§ **EXERCISE**: Up to and including the line with "i64) -> anyhow::Result<Vec<Comment>>;", reproduce the listing below exactly, beginning at its first line.

§ **DATA FOR THE TASK**:
= Beginning of Section =

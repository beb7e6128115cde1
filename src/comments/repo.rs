use anyhow::Context;
use async_trait::async_trait;
use sqlx::PgPool;

use super::repo_types::{Comment, NewComment};

#[async_trait]
pub trait CommentRepo: Send + Sync {
    /// Comments of one skill, in id order.
    async fn list_by_skill(&self, skill_id: i64) -> anyhow::Result<Vec<Comment>>;
    async fn find(&self, id: i64) -> anyhow::Result<Option<Comment>>;
    async fn create(&self, new: NewComment) -> anyhow::Result<Comment>;
    /// `body: None` only bumps `updated_at`. Returns `None` when no row has this id.
    async fn update(&self, id: i64, body: Option<String>) -> anyhow::Result<Option<Comment>>;
    async fn delete(&self, id: i64) -> anyhow::Result<bool>;
}

#[derive(Clone)]
pub struct PgCommentRepo {
    db: PgPool,
}

impl PgCommentRepo {
    pub fn new(db: PgPool) -> Self {
        Self { db }
    }
}

#[async_trait]
impl CommentRepo for PgCommentRepo {
    async fn list_by_skill(&self, skill_id: i64) -> anyhow::Result<Vec<Comment>> {
        let rows = sqlx::query_as::<_, Comment>(
            r#"
            SELECT id, body, user_id, skill_id, created_at, updated_at
              FROM comments
             WHERE skill_id = $1
             ORDER BY id
            "#,
        )
        .bind(skill_id)
        .fetch_all(&self.db)
        .await
        .context("list comments by skill")?;
        Ok(rows)
    }

    async fn find(&self, id: i64) -> anyhow::Result<Option<Comment>> {
        let row = sqlx::query_as::<_, Comment>(
            r#"
            SELECT id, body, user_id, skill_id, created_at, updated_at
              FROM comments
             WHERE id = $1
            "#,
        )
        .bind(id)
        .fetch_optional(&self.db)
        .await
        .context("find comment")?;
        Ok(row)
    }

    async fn create(&self, new: NewComment) -> anyhow::Result<Comment> {
        let row = sqlx::query_as::<_, Comment>(
            r#"
            INSERT INTO comments (body, user_id, skill_id)
            VALUES ($1, $2, $3)
            RETURNING id, body, user_id, skill_id, created_at, updated_at
            "#,
        )
        .bind(new.body)
        .bind(new.user_id)
        .bind(new.skill_id)
        .fetch_one(&self.db)
        .await
        .context("insert comment")?;
        Ok(row)
    }

    async fn update(&self, id: i64, body: Option<String>) -> anyhow::Result<Option<Comment>> {
        let row = sqlx::query_as::<_, Comment>(
            r#"
            UPDATE comments
               SET body       = COALESCE($2, body),
                   updated_at = now()
             WHERE id = $1
            RETURNING id, body, user_id, skill_id, created_at, updated_at
            "#,
        )
        .bind(id)
        .bind(body)
        .fetch_optional(&self.db)
        .await
        .context("update comment")?;
        Ok(row)
    }

    async fn delete(&self, id: i64) -> anyhow::Result<bool> {
        let res = sqlx::query("DELETE FROM comments WHERE id = $1")
            .bind(id)
            .execute(&self.db)
            .await
            .context("delete comment")?;
        Ok(res.rows_affected() > 0)
    }
}
use serde::{Deserialize, Serialize};
use sqlx::FromRow;
use time::OffsetDateTime;

use crate::ownership::Owned;

#[derive(Debug, Clone, Serialize, Deserialize, FromRow, PartialEq, Eq)]
#[serde(rename_all = "camelCase")]
pub struct Comment {
    pub id: i64,
    pub body: String,
    pub user_id: i64,
    pub skill_id: i64,
    #[serde(with = "time::serde::rfc3339")]
    pub created_at: OffsetDateTime,
    #[serde(with = "time::serde::rfc3339")]
    pub updated_at: OffsetDateTime,
}

impl Owned for Comment {
    fn owner_id(&self) -> i64 {
        self.user_id
    }
}

#[derive(Debug, Clone)]
pub struct NewComment {
    pub body: String,
    pub user_id: i64,
    pub skill_id: i64,
}
use axum::{
    extract::State,
    http::StatusCode,
    routing::{get, patch},
    Json, Router,
};
use tracing::{error, info, instrument, warn};

use super::{
    dto::{CreateCommentRequest, UpdateCommentRequest},
    repo_types::{Comment, NewComment},
};
use crate::{
    auth::AuthUser,
    dto::MessageResponse,
    error::AppError,
    extract::{AppJson, AppPath},
    ownership::owned_by,
    state::AppState,
    validation::{check_text, require_text},
};

pub fn comment_routes() -> Router<AppState> {
    Router::new()
        .route(
            "/skills/:id/comments",
            get(list_comments).post(create_comment),
        )
        .route("/comments/:id", patch(update_comment).delete(delete_comment))
}

fn not_authorized() -> AppError {
    AppError::Forbidden("Not authorized".into())
}

/// 404 unless the parent skill exists.
async fn ensure_skill(state: &AppState, skill_id: i64, failure: &str) -> Result<(), AppError> {
    match state.skills.find(skill_id).await {
        Ok(Some(_)) => Ok(()),
        Ok(None) => Err(AppError::NotFound("Skill not found".into())),
        Err(e) => {
            error!(error = %e, %skill_id, "skill lookup failed");
            Err(AppError::internal(failure))
        }
    }
}

#[instrument(skip(state))]
pub async fn list_comments(
    State(state): State<AppState>,
    AppPath(skill_id): AppPath<i64>,
) -> Result<Json<Vec<Comment>>, AppError> {
    const FAILURE: &str = "Failed to fetch comments";
    ensure_skill(&state, skill_id, FAILURE).await?;

    let comments = state.comments.list_by_skill(skill_id).await.map_err(|e| {
        error!(error = %e, %skill_id, "list comments failed");
        AppError::internal(FAILURE)
    })?;
    Ok(Json(comments))
}

#[instrument(skip(state, payload))]
pub async fn create_comment(
    State(state): State<AppState>,
    AuthUser(user_id): AuthUser,
    AppPath(skill_id): AppPath<i64>,
    AppJson(payload): AppJson<CreateCommentRequest>,
) -> Result<(StatusCode, Json<Comment>), AppError> {
    const FAILURE: &str = "Failed to create comment";
    ensure_skill(&state, skill_id, FAILURE).await?;
    if state.config.strict_validation {
        require_text("body", Some(payload.body.as_str()))?;
    }

    let comment = state
        .comments
        .create(NewComment {
            body: payload.body,
            user_id,
            skill_id,
        })
        .await
        .map_err(|e| {
            error!(error = %e, %skill_id, %user_id, "create comment failed");
            AppError::internal_with(FAILURE, format!("{e:#}"))
        })?;

    info!(comment_id = %comment.id, %skill_id, %user_id, "comment created");
    Ok((StatusCode::CREATED, Json(comment)))
}

#[instrument(skip(state, payload))]
pub async fn update_comment(
    State(state): State<AppState>,
    AuthUser(user_id): AuthUser,
    AppPath(id): AppPath<i64>,
    AppJson(payload): AppJson<UpdateCommentRequest>,
) -> Result<Json<Comment>, AppError> {
    let failed = |e: anyhow::Error| {
        error!(error = %e, %id, %user_id, "update comment failed");
        AppError::internal("Failed to update comment")
    };

    let found = state.comments.find(id).await.map_err(failed)?;
    if owned_by(found, user_id).is_none() {
        warn!(%id, %user_id, "update rejected: missing or not owner");
        return Err(not_authorized());
    }

    if state.config.strict_validation {
        check_text("body", payload.body.as_deref())?;
    }

    let comment = state
        .comments
        .update(id, payload.body)
        .await
        .map_err(failed)?
        .ok_or_else(not_authorized)?;

    info!(comment_id = %id, %user_id, "comment updated");
    Ok(Json(comment))
}

#[instrument(skip(state))]
pub async fn delete_comment(
    State(state): State<AppState>,
    AuthUser(user_id): AuthUser,
    AppPath(id): AppPath<i64>,
) -> Result<Json<MessageResponse>, AppError> {
    let failed = |e: anyhow::Error| {
        error!(error = %e, %id, %user_id, "delete comment failed");
        AppError::internal("Failed to delete comment")
    };

    let found = state.comments.find(id).await.map_err(failed)?;
    if owned_by(found, user_id).is_none() {
        warn!(%id, %user_id, "delete rejected: missing or not owner");
        return Err(not_authorized());
    }

    if !state.comments.delete(id).await.map_err(failed)? {
        return Err(not_authorized());
    }

    info!(comment_id = %id, %user_id, "comment deleted");
    Ok(Json(MessageResponse::new("Comment deleted")))
}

= End of Section =

§ **RESULT OF THIS TASK**:
repository beb7e6128115cde1
filename src/comments/repo.rs
use anyhow::Context;
use async_trait::async_trait;
use sqlx::PgPool;

use super::repo_types::{Comment, NewComment};

#[async_trait]
pub trait CommentRepo: Send + Sync {
    /// Comments of one skill, in id order.
    async fn list_by_skill(&self, skill_id: i64) -> anyhow::Result<Vec<Comment>>;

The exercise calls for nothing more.